[Collected data]
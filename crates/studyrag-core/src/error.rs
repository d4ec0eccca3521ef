use thiserror::Error;

/// The embedding provider could not produce a vector.
#[derive(Debug, Error)]
pub enum EmbeddingError {
    #[error("Embedding model unavailable: {0}")]
    ModelUnavailable(String),

    #[error("Embedding inference failed: {0}")]
    Inference(String),

    #[error("Embedder returned {got} vectors for {expected} inputs")]
    CountMismatch { expected: usize, got: usize },

    #[error("Embedding worker failed: {0}")]
    Worker(String),
}

/// Storage or query failure inside the vector index.
#[derive(Debug, Error)]
pub enum IndexError {
    #[error("Vector index is not initialized")]
    NotInitialized,

    #[error("Vector dimension mismatch: got {got}, expected {expected}")]
    DimensionMismatch { expected: usize, got: usize },

    #[error("{chunks} chunks but {vectors} vectors")]
    LengthMismatch { chunks: usize, vectors: usize },

    #[error("Unsupported filter key: {0}")]
    InvalidFilter(String),

    #[error(
        "Add failed at batch {failed_batch} (last committed batch: {}): {source}",
        .last_committed_batch.map_or_else(|| "none".to_string(), |b| b.to_string())
    )]
    PartialAdd {
        last_committed_batch: Option<usize>,
        failed_batch: usize,
        #[source]
        source: Box<IndexError>,
    },

    #[error("Storage error: {0}")]
    Storage(String),
}

impl IndexError {
    /// Offset (in chunks) from which a failed add can be resumed.
    pub fn resume_offset(&self, batch_size: usize) -> Option<usize> {
        match self {
            IndexError::PartialAdd { failed_batch, .. } => Some(failed_batch * batch_size),
            _ => None,
        }
    }
}

#[derive(Debug, Error)]
pub enum Error {
    #[error("Invalid configuration: {0}")]
    InvalidConfig(String),

    #[error(transparent)]
    Embedding(#[from] EmbeddingError),

    #[error(transparent)]
    Index(#[from] IndexError),

    #[error("Operation failed: {0}")]
    Operation(String),
}

pub type Result<T> = std::result::Result<T, Error>;
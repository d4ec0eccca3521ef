use anyhow::{anyhow, Result};
use candle_core::{Device, Tensor};
use tokenizers::Tokenizer;

/// Encode `texts` into `[B,T]` id and mask tensors, truncated to `max_len`
/// and right-padded to the longest row in the batch.
pub fn tokenize_batch_on_device(
    tokenizer: &Tokenizer,
    texts: &[String],
    max_len: usize,
    pad_id: u32,
    device: &Device,
) -> Result<(Tensor, Tensor)> {
    let encodings = tokenizer
        .encode_batch(texts.to_vec(), true)
        .map_err(|e| anyhow!("Tokenization failed: {}", e))?;
    let mut rows: Vec<(Vec<u32>, Vec<u32>)> = encodings
        .iter()
        .map(|enc| {
            let mut ids = enc.get_ids().to_vec();
            let mut mask = enc.get_attention_mask().to_vec();
            ids.truncate(max_len);
            mask.truncate(max_len);
            (ids, mask)
        })
        .collect();
    let width = rows.iter().map(|(ids, _)| ids.len()).max().unwrap_or(0).max(1);
    for (ids, mask) in &mut rows {
        let pad = width - ids.len();
        ids.extend(std::iter::repeat(pad_id).take(pad));
        mask.extend(std::iter::repeat(0).take(pad));
    }
    let batch = rows.len();
    let flat_ids: Vec<u32> = rows.iter().flat_map(|(ids, _)| ids.iter().copied()).collect();
    let flat_mask: Vec<u32> = rows.iter().flat_map(|(_, mask)| mask.iter().copied()).collect();
    let input_ids = Tensor::from_vec(flat_ids, (batch, width), device)?;
    let attention_mask = Tensor::from_vec(flat_mask, (batch, width), device)?;
    Ok((input_ids, attention_mask))
}
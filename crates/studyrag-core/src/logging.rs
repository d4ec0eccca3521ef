use tracing_subscriber::EnvFilter;

/// Install the process-wide `fmt` subscriber. `RUST_LOG` overrides the
/// default `info` level. Safe to call more than once; later calls are no-ops.
pub fn init() {
    let env_filter = EnvFilter::try_from_default_env().unwrap_or_else(|_| EnvFilter::new("info"));
    let _ = tracing_subscriber::fmt()
        .with_env_filter(env_filter)
        .with_target(false)
        .try_init();
}
//! LanceDB connection and table helpers.
use arrow_array::types::Float32Type;
use arrow_array::{FixedSizeListArray, Int64Array, RecordBatch, RecordBatchIterator, StringArray};
use arrow_schema::Schema;
use lancedb::{connect, Connection, Table};
use std::sync::Arc;

use studyrag_core::error::IndexError;
use studyrag_core::types::{Chunk, EmbeddingVector};

pub(crate) fn storage<E: std::fmt::Display>(e: E) -> IndexError {
    IndexError::Storage(e.to_string())
}

pub async fn open_db(uri: &str) -> Result<Connection, IndexError> {
    connect(uri).execute().await.map_err(storage)
}

/// Open `name`, creating it empty with `schema` when missing.
pub async fn ensure_table(
    conn: &Connection,
    name: &str,
    schema: Arc<Schema>,
) -> Result<Table, IndexError> {
    let names = conn.table_names().execute().await.map_err(storage)?;
    if !names.iter().any(|n| n == name) {
        tracing::info!(table = name, "creating vector table");
        let empty = RecordBatch::new_empty(schema.clone());
        let iter = RecordBatchIterator::new(vec![Ok(empty)], schema);
        conn.create_table(name, Box::new(iter)).execute().await.map_err(storage)?;
    }
    conn.open_table(name).execute().await.map_err(storage)
}

pub fn chunks_to_record_batch(
    schema: Arc<Schema>,
    chunks: &[&Chunk],
    vectors: &[&EmbeddingVector],
    dim: usize,
) -> Result<RecordBatch, IndexError> {
    let ids = StringArray::from_iter_values(chunks.iter().map(|c| c.key()));
    let texts = StringArray::from_iter_values(chunks.iter().map(|c| c.text.as_str()));
    let sources = StringArray::from_iter_values(chunks.iter().map(|c| c.source.as_str()));
    let chunk_ids = Int64Array::from_iter_values(chunks.iter().map(|c| i64::from(c.chunk_id)));
    let totals = Int64Array::from_iter_values(chunks.iter().map(|c| i64::from(c.total_chunks)));
    let origins = StringArray::from_iter_values(chunks.iter().map(|c| c.origin_path.as_str()));
    let vector_array = FixedSizeListArray::from_iter_primitive::<Float32Type, _, _>(
        vectors.iter().map(|v| Some(v.iter().copied().map(Some).collect::<Vec<_>>())),
        dim as i32,
    );
    RecordBatch::try_new(
        schema,
        vec![
            Arc::new(ids),
            Arc::new(texts),
            Arc::new(sources),
            Arc::new(chunk_ids),
            Arc::new(totals),
            Arc::new(origins),
            Arc::new(vector_array),
        ],
    )
    .map_err(storage)
}

/// Upsert one record batch keyed on `id`.
pub async fn upsert_batch(table: &Table, batch: RecordBatch) -> Result<(), IndexError> {
    let schema = batch.schema();
    let reader = Box::new(RecordBatchIterator::new(vec![Ok(batch)], schema));
    let mut mi = table.merge_insert(&["id"]);
    mi.when_matched_update_all(None).when_not_matched_insert_all();
    let _ = mi.execute(reader).await.map_err(storage)?;
    Ok(())
}
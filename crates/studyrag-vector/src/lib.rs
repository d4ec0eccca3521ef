//! Persistent vector index over chunk embeddings and the query-embedding cache.
pub mod cache;
pub mod index;
pub mod schema;
pub mod table;

pub use cache::{cache_key, QueryEmbeddingCache};
pub use index::{filter_to_sql, LanceVectorIndex};
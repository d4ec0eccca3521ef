//! Bounded in-memory memo of query embeddings.
//!
//! Keys are blake3 digests of the exact query string; no normalization is
//! applied, so `"a b"` and `"a  b"` are distinct entries. Eviction is FIFO by
//! insertion order: reads never refresh an entry, and overwriting an existing
//! key keeps its original position.
use parking_lot::Mutex;
use std::collections::{HashMap, VecDeque};

use studyrag_core::types::EmbeddingVector;

pub const DEFAULT_CAPACITY: usize = 1000;

#[derive(Clone, Debug)]
pub struct CacheEntry {
    pub key: String,
    pub vector: EmbeddingVector,
    pub insertion_order: u64,
}

#[derive(Default)]
struct Inner {
    entries: HashMap<String, CacheEntry>,
    order: VecDeque<String>,
    next_order: u64,
}

pub struct QueryEmbeddingCache {
    capacity: usize,
    inner: Mutex<Inner>,
}

impl Default for QueryEmbeddingCache {
    fn default() -> Self { Self::new(DEFAULT_CAPACITY) }
}

pub fn cache_key(query: &str) -> String {
    blake3::hash(query.as_bytes()).to_hex().to_string()
}

impl QueryEmbeddingCache {
    /// A capacity of 0 disables storage; every lookup misses.
    pub fn new(capacity: usize) -> Self {
        Self { capacity, inner: Mutex::new(Inner::default()) }
    }

    pub fn capacity(&self) -> usize { self.capacity }

    pub fn len(&self) -> usize { self.inner.lock().entries.len() }

    pub fn is_empty(&self) -> bool { self.len() == 0 }

    pub fn get(&self, query: &str) -> Option<EmbeddingVector> {
        let key = cache_key(query);
        let hit = self.inner.lock().entries.get(&key).map(|e| e.vector.clone());
        tracing::debug!(hit = hit.is_some(), "query embedding cache lookup");
        hit
    }

    pub fn put(&self, query: &str, vector: EmbeddingVector) {
        if self.capacity == 0 {
            return;
        }
        let key = cache_key(query);
        let mut inner = self.inner.lock();
        if let Some(existing) = inner.entries.get_mut(&key) {
            existing.vector = vector;
            return;
        }
        while inner.entries.len() >= self.capacity {
            match inner.order.pop_front() {
                Some(oldest) => {
                    inner.entries.remove(&oldest);
                }
                None => break,
            }
        }
        let insertion_order = inner.next_order;
        inner.next_order += 1;
        inner.order.push_back(key.clone());
        inner.entries.insert(key.clone(), CacheEntry { key, vector, insertion_order });
    }

    pub fn clear(&self) {
        let mut inner = self.inner.lock();
        inner.entries.clear();
        inner.order.clear();
    }

    /// Snapshot of the entries, oldest first.
    pub fn entries(&self) -> Vec<CacheEntry> {
        let inner = self.inner.lock();
        inner.order.iter().filter_map(|k| inner.entries.get(k).cloned()).collect()
    }
}
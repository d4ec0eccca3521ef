use serde::{Deserialize, Serialize};

use studyrag_core::types::RetrievalResult;

#[derive(Debug, Clone, PartialEq, Serialize, Deserialize)]
pub struct Source {
    pub source: String,
    pub chunk_id: u32,
    pub relevance_score: f32,
}

/// `round(1 - distance, 2)`, or `default` when the index reported no distance.
pub fn relevance_score(distance: Option<f32>, default: f32) -> f32 {
    match distance {
        Some(d) => ((1.0 - d) * 100.0).round() / 100.0,
        None => default,
    }
}

/// The first `max` results that carry a source name, in rank order.
pub fn build_sources(
    results: &[RetrievalResult],
    max: usize,
    default_relevance: f32,
) -> Vec<Source> {
    results
        .iter()
        .take(max)
        .filter(|r| !r.metadata.source.is_empty())
        .map(|r| Source {
            source: r.metadata.source.clone(),
            chunk_id: r.metadata.chunk_id,
            relevance_score: relevance_score(r.distance, default_relevance),
        })
        .collect()
}
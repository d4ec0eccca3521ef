//! One-time initialization guarded by double-checked locking.
//!
//! The fast path is a single atomic load. The slow path takes an async mutex
//! and re-checks the flag before running the loader, so N concurrent first
//! callers run the loader exactly once and all observe the loaded value.
//! A failed load leaves the cell empty; the next caller retries.
use std::future::Future;
use std::sync::atomic::{AtomicBool, AtomicUsize, Ordering};
use std::sync::OnceLock;

use tokio::sync::Mutex;

pub struct InitCell<T> {
    ready: AtomicBool,
    lock: Mutex<()>,
    value: OnceLock<T>,
    loads: AtomicUsize,
}

impl<T> Default for InitCell<T> {
    fn default() -> Self { Self::new() }
}

impl<T> InitCell<T> {
    pub fn new() -> Self {
        Self {
            ready: AtomicBool::new(false),
            lock: Mutex::new(()),
            value: OnceLock::new(),
            loads: AtomicUsize::new(0),
        }
    }

    pub fn is_ready(&self) -> bool {
        self.ready.load(Ordering::Acquire)
    }

    /// The loaded value, if initialization has completed.
    pub fn get(&self) -> Option<&T> {
        if self.is_ready() { self.value.get() } else { None }
    }

    /// Number of times the loader has been started (successful or not).
    pub fn load_count(&self) -> usize {
        self.loads.load(Ordering::SeqCst)
    }

    pub async fn get_or_try_init<F, Fut, E>(&self, load: F) -> Result<&T, E>
    where
        F: FnOnce() -> Fut,
        Fut: Future<Output = Result<T, E>>,
    {
        if let Some(v) = self.get() {
            return Ok(v);
        }
        let _guard = self.lock.lock().await;
        // Re-check: another caller may have finished while we waited.
        if let Some(v) = self.get() {
            return Ok(v);
        }
        self.loads.fetch_add(1, Ordering::SeqCst);
        let loaded = load().await?;
        let v = self.value.get_or_init(|| loaded);
        self.ready.store(true, Ordering::Release);
        Ok(v)
    }
}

> _Exercise description_
Once you have found every line above holding the word "anyhow", copy those lines.

> _Task solution_
use anyhow::{anyhow, Result};
        .map_err(|e| anyhow!("Tokenization failed: {}", e))?;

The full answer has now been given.